**Your objective:** Return each line below holding the string "args".

:: Dataset records ::

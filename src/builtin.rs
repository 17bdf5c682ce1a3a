//! Construction of the four dictionaries installed at engine start:
//! `systemdict` with every operator and predefined name, `errordict` with
//! the default handler for every error name, `$error`, and `userdict`.

use crate::{
    error::ErrorKind,
    interpreter::Interpreter,
    object::{Object, PsString, Value},
    operator::{Operator, REGISTRY},
};

pub(crate) fn install(interp: &mut Interpreter) {
    let systemdict = interp.systemdict;

    for &(name, op) in REGISTRY {
        interp
            .vm
            .dict_payload_mut(systemdict)
            .map
            .insert(PsString::from_str(name), Object::executable(Value::Operator(op)));
    }

    for (name, dict) in [
        ("systemdict", interp.systemdict),
        ("userdict", interp.userdict),
        ("errordict", interp.errordict),
        ("$error", interp.dollar_error),
    ] {
        interp
            .vm
            .dict_payload_mut(systemdict)
            .map
            .insert(PsString::from_str(name), Object::literal(Value::Dict(dict)));
    }

    // Every error name gets the standard handler: a procedure that pushes
    // the error's own name and records the failure via `.error`.
    for kind in ErrorKind::ALL {
        let body = vec![
            Object::literal(Value::Name(PsString::from_str(kind.name()))),
            Object::executable(Value::Operator(Operator::ErrorDefault)),
        ];
        let arr = interp.vm.new_array(body);
        interp
            .vm
            .dict_payload_mut(interp.errordict)
            .map
            .insert(PsString::from_str(kind.name()), Object::executable(Value::Array(arr)));
    }

    let errord = interp.dollar_error;
    for (key, value) in [
        ("newerror", Object::from(false)),
        ("errorname", Object::null()),
        ("command", Object::null()),
    ] {
        interp
            .vm
            .dict_payload_mut(errord)
            .map
            .insert(PsString::from_str(key), value);
    }

    interp.set_argv(&[]);
}
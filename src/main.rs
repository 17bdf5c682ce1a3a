use std::{
    env, fs,
    io::{self, BufRead, Write},
    process,
};

use stilted::{FatalTilt, Interpreter};

#[derive(Debug, Default, PartialEq)]
struct Options {
    code: Option<String>,
    file: Option<String>,
    interactive: bool,
    outfile: Option<String>,
    argv: Vec<String>,
}

fn parse_args(args: &[String]) -> Result<Options, String> {
    let mut opts = Options::default();
    let mut i = 0;
    while i < args.len() {
        match args[i].as_str() {
            "-c" => {
                let code = args.get(i + 1).ok_or("-c needs an argument")?;
                opts.code = Some(code.clone());
                opts.argv = args[i + 2..].to_vec();
                break;
            }
            "-i" => {
                opts.interactive = true;
                i += 1;
            }
            "-o" => {
                let outfile = args.get(i + 1).ok_or("-o needs an argument")?;
                opts.outfile = Some(outfile.clone());
                i += 2;
            }
            flag if flag.starts_with('-') && flag.len() > 1 => {
                return Err(format!("unknown option: {}", flag));
            }
            path => {
                opts.file = Some(path.to_owned());
                opts.argv = args[i + 1..].to_vec();
                break;
            }
        }
    }
    Ok(opts)
}

enum Outcome {
    Done,
    Fatal(i32),
    HostError,
}

fn run_interp(interp: &mut Interpreter) -> Outcome {
    match interp.run() {
        Ok(()) => Outcome::Done,
        Err(err) => match err.downcast_ref::<FatalTilt>() {
            Some(fatal) => Outcome::Fatal(fatal.status),
            None => {
                eprintln!("stilted: internal error: {:#}", err);
                Outcome::HostError
            }
        },
    }
}

fn repl(interp: &mut Interpreter) -> i32 {
    let stdin = io::stdin();
    loop {
        print!("|-{}> ", interp.ostack_depth());
        io::stdout().flush().ok();

        let mut line = String::new();
        match stdin.lock().read_line(&mut line) {
            Ok(0) => {
                println!();
                return 0;
            }
            Ok(_) => {}
            Err(err) => {
                eprintln!("stilted: {}", err);
                return 1;
            }
        }

        interp.add_text(line.as_bytes());
        match run_interp(interp) {
            Outcome::Done => {}
            // quit leaves the session; an error was already reported by
            // handleerror and the REPL carries on.
            Outcome::Fatal(0) => return 0,
            Outcome::Fatal(_) => {}
            Outcome::HostError => interp.clear_execution(),
        }
    }
}

fn run_cli(args: &[String]) -> i32 {
    let opts = match parse_args(args) {
        Ok(opts) => opts,
        Err(msg) => {
            eprintln!("stilted: {}", msg);
            eprintln!("usage: stilted [-c CODE] [-i] [-o OUTFILE] [args...]");
            return 2;
        }
    };

    let mut interp = Interpreter::new();
    interp.set_argv(&opts.argv);
    if let Some(outfile) = opts.outfile {
        interp.set_outfile(outfile);
    }

    let source = if let Some(code) = opts.code {
        Some(code.into_bytes())
    } else if let Some(path) = &opts.file {
        match fs::read(path) {
            Ok(bytes) => Some(bytes),
            Err(err) => {
                eprintln!("stilted: {}: {}", path, err);
                return 1;
            }
        }
    } else {
        None
    };

    // With nothing to run, drop straight into the REPL.
    let interactive = opts.interactive || source.is_none();

    if let Some(text) = source {
        interp.add_text(&text);
        match run_interp(&mut interp) {
            Outcome::Done => {}
            Outcome::Fatal(status) => return status,
            Outcome::HostError => return 1,
        }
    }

    if interactive {
        repl(&mut interp)
    } else {
        0
    }
}

fn main() {
    env_logger::init();
    let args: Vec<String> = env::args().skip(1).collect();
    process::exit(run_cli(&args));
}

:::

**Task output:**
fn parse_args(args: &[String]) -> Result<Options, String> {
    while i < args.len() {
        match args[i].as_str() {
                let code = args.get(i + 1).ok_or("-c needs an argument")?;
                opts.argv = args[i + 2..].to_vec();
                let outfile = args.get(i + 1).ok_or("-o needs an argument")?;
                opts.argv = args[i + 1..].to_vec();
fn run_cli(args: &[String]) -> i32 {
    let opts = match parse_args(args) {
            eprintln!("usage: stilted [-c CODE] [-i] [-o OUTFILE] [args...]");
    let args: Vec<String> = env::args().skip(1).collect();
    process::exit(run_cli(&args));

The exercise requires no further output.